◆ What you should do: The expected result is the material below, reproduced exactly from its first line through the line containing "use tracing::warn;".
** Opening Source data block **
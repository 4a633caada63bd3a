//! Advisory cross-process file locks.
//!
//! Locks are `flock(2)` based and therefore not reentrant: taking the
//! same lock twice through two different [`FileLock`]s in one process
//! blocks just like it would across processes.

use std::fs::{File, OpenOptions};
use std::io;
use std::os::fd::AsRawFd;
use std::path::{Path, PathBuf};
use tracing::warn;

/// Holds an exclusive lock on a file until dropped.
#[derive(Debug)]
pub struct FileLock {
    file: File,
    path: PathBuf,
}

impl FileLock {
    /// Opens (creating if needed) `path` and blocks until the exclusive
    /// lock is acquired.
    pub fn acquire(path: &Path) -> io::Result<Self> {
        let file = OpenOptions::new()
            .create(true)
            .truncate(false)
            .write(true)
            .open(path)?;
        loop {
            // SAFETY: the descriptor belongs to `file`, which is open.
            let rc = unsafe { libc::flock(file.as_raw_fd(), libc::LOCK_EX) };
            if rc == 0 {
                break;
            }
            let err = io::Error::last_os_error();
            if err.kind() != io::ErrorKind::Interrupted {
                return Err(err);
            }
        }
        Ok(Self {
            file,
            path: path.to_path_buf(),
        })
    }

    pub fn path(&self) -> &Path {
        &self.path
    }
}

impl Drop for FileLock {
    fn drop(&mut self) {
        // SAFETY: the descriptor is still owned by `self.file`.
        let rc = unsafe { libc::flock(self.file.as_raw_fd(), libc::LOCK_UN) };
        if rc != 0 {
            warn!(
                "Failed to release lock {}: {}",
                self.path.display(),
                io::Error::last_os_error()
            );
        }
    }
}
** Closing Source data block **
◆ Completed task:
repository 4a633caada63bd3a
//! Advisory cross-process file locks.
//!
//! Locks are `flock(2)` based and therefore not reentrant: taking the
//! same lock twice through two different [`FileLock`]s in one process
//! blocks just like it would across processes.

use std::fs::{File, OpenOptions};
use std::io;
use std::os::fd::AsRawFd;
use std::path::{Path, PathBuf};
use tracing::warn;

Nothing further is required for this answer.